Introducing a faster, smaller, simpler Messenger (via Facebook)

Facebook Messenger for iOS is now faster, smaller, and simpler.

The updated app—which promises to load twice as quickly as and take up a fraction of the space of the original—is rolling out “over the next few weeks.”

“We know how much speed and reliability matter when you’re having conversations with family and friends throughout the day, so we redesigned the app with those in mind,” Raymond Endres, VP of engineering for Messenger, wrote in a blog announcement.

Internally known as Project LightSpeed, the improvements 

A more petite platform means speedier starts, downloads, and updates—even for users with older devices or in areas with lower connectivity.

“We’ve streamlined the app while keeping it rich with features and making it easier for our engineers to build better experiences,” Endres boasted.

That includes reducing Messenger’s core code by 84 percent—from 1.7-plus million lines of code to only 360,000—and rebuilding features to fit the newly simplified infrastructure.

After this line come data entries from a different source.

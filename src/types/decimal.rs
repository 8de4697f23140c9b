//! Fixed-point decimals with four fractional digits.

use std::fmt::{Display, Formatter, Result as FmtResult};
use std::str::FromStr;

use once_cell::sync::Lazy;
use regex::Regex;

use crate::error::EvalError;

const SCALE: i64 = 10_000;
const DIGITS: usize = 4;

static DECIMAL_RE: Lazy<Regex> = Lazy::new(|| {
    Regex::new(r"^(-?)([0-9]+)\.([0-9]{1,4})$").expect("decimal pattern must compile")
});

/// A signed decimal stored as an integer count of 1/10000ths.
#[derive(Debug, Clone, Copy, PartialEq, Eq, Hash, PartialOrd, Ord)]
pub struct Decimal(i64);

impl Decimal {
    pub fn from_raw(raw: i64) -> Self {
        Decimal(raw)
    }

    pub fn raw(&self) -> i64 {
        self.0
    }
}

fn invalid(input: &str, message: &str) -> EvalError {
    EvalError::InvalidExtensionArgument {
        function: "decimal".to_string(),
        message: format!("{input:?}: {message}"),
    }
}

impl FromStr for Decimal {
    type Err = EvalError;

    fn from_str(s: &str) -> Result<Self, Self::Err> {
        let caps = DECIMAL_RE
            .captures(s)
            .ok_or_else(|| invalid(s, "expected digits, a dot and 1 to 4 fractional digits"))?;
        let negative = !caps[1].is_empty();
        let whole: i64 = caps[2]
            .parse()
            .map_err(|_| invalid(s, "value out of range"))?;
        let frac_text = &caps[3];
        let frac: i64 = format!("{frac_text:0<DIGITS$}")
            .parse()
            .map_err(|_| invalid(s, "value out of range"))?;

        let magnitude = whole
            .checked_mul(SCALE)
            .ok_or_else(|| invalid(s, "value out of range"))?;
        // Accumulate with the sign applied so i64::MIN / SCALE stays representable.
        let raw = if negative {
            magnitude
                .checked_neg()
                .and_then(|m| m.checked_sub(frac))
        } else {
            magnitude.checked_add(frac)
        };
        raw.map(Decimal)
            .ok_or_else(|| invalid(s, "value out of range"))
    }
}

impl Display for Decimal {
    fn fmt(&self, f: &mut Formatter<'_>) -> FmtResult {
        let sign = if self.0 < 0 { "-" } else { "" };
        let abs = self.0.unsigned_abs();
        let scale = SCALE as u64;
        write!(f, "{sign}{}.{:04}", abs / scale, abs % scale)
    }
}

“Fewer lines of code makes the app lighter and more responsive, and a streamlined code base means engineers can innovate more quickly,” according to Endres.

During renovation, some (unspecified) features may be temporarily unavailable; the firm is “working to bring them back soon.”

Messenger debuted as a standalone app in 2011, quickly gaining features like payments, camera effects, Stories, GIFs, and video chat. But with great power comes great responsibility, and the full-featured messaging service was getting bogged down.

A 2018 revamp helped simplify the interface, but the company “wanted to do even more.”

“We looked at how we would build a messaging app today if we were starting from scratch,” Facebook’s engineering blog said. “What had changed since we first began developing Messenger nearly a decade earlier? Quite a lot, it turns out.”

Which is why, at the F8 2019 developer’s conference, Facebook announced Project LightSpeed.

There is no word on whether the same changes will eventually be made to the Android or Web apps.